Council for International Organizations of Medical Sciences
- Formation: 1949
- Headquarters: Geneva, Switzerland
- President: Hervé LeLouet
- Vice President: Samia Hurst
- Secretary-General: Lembit Rägo
- Website: https://cioms.ch

= Council for International Organizations of Medical Sciences =

International non-governmental medical science organization

The Council for International Organizations of Medical Sciences (CIOMS) is an international non-governmental organization of 40 international, national, and associate member groups representing the biomedical science community. It was jointly established by the World Health Organization (WHO) and United Nations Educational, Scientific and Cultural Organization (UNESCO) in 1949 as a successor to the International Medical Congress that organized 17 conferences from 1867 until the 1913 outbreak of World War I.
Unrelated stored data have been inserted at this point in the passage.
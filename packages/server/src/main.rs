use std::sync::Arc;

use anyhow::Context;
use forge_common::storage::open_store;
use tokio_util::sync::CancellationToken;
use tracing::{Level, info};

use forge_server::config::AppConfig;
use forge_server::database::init_db;
use forge_server::pipeline::{ArtifactPipeline, GitCliFetcher};
use forge_server::state::AppState;

#[tokio::main]
async fn main() -> anyhow::Result<()> {
    let config = AppConfig::load().context("Failed to load config")?;

    let level: Level = config
        .server
        .log_level
        .parse()
        .with_context(|| format!("Invalid server.log_level `{}`", config.server.log_level))?;
    tracing_subscriber::fmt()
        .with_target(false)
        .with_max_level(level)
        .init();

    let db = init_db(&config.database.url)
        .await
        .context("Failed to initialize database")?;
    info!("Database ready");

    let store = open_store(&config.storage)
        .await
        .context("Failed to open artifact store")?;
    info!(backend = ?config.storage.backend, "Artifact store ready");

    let fetcher = Arc::new(GitCliFetcher::new(config.pipeline.git_bin.clone()));
    let pipeline = Arc::new(ArtifactPipeline::new(
        config.pipeline.clone(),
        fetcher,
        store,
    ));

    let shutdown = CancellationToken::new();
    let addr = format!("{}:{}", config.server.host, config.server.port);
    let state = AppState {
        config,
        db,
        pipeline,
        shutdown: shutdown.clone(),
    };
    let app = forge_server::build_router(state);

    let listener = tokio::net::TcpListener::bind(&addr)
        .await
        .with_context(|| format!("Failed to bind {addr}"))?;
    info!("Server running at http://{}", addr);

    axum::serve(listener, app)
        .with_graceful_shutdown(shutdown_signal(shutdown))
        .await
        .context("Server error")?;

    info!("Server stopped");
    Ok(())
}

async fn shutdown_signal(shutdown: CancellationToken) {
    if let Err(e) = tokio::signal::ctrl_c().await {
        tracing::error!(error = %e, "Failed to listen for shutdown signal");
        std::future::pending::<()>().await;
    }
    info!("Shutdown signal received, cancelling in-flight builds");
    shutdown.cancel();
}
The group's main goal is advancing public health by publishing guidelines on ethics, product development, and safety in medical research, such as the 2016 International Ethical Guidelines for Health-Related Research Involving Humans.

==Governance==
The General Assembly of all CIOMS member organizations meets every year, alternating between in-person and teleconference formats, to elect the Executive Committee and its voting President. The Executive Committee of twelve representatives from national and international member groups meets at least one a year, appointing and guiding the Secretariat, consisting of the Secretary-General and their team in Geneva, Switzerland. The Executive Committee can invite non-voting ad hoc observers and technical experts.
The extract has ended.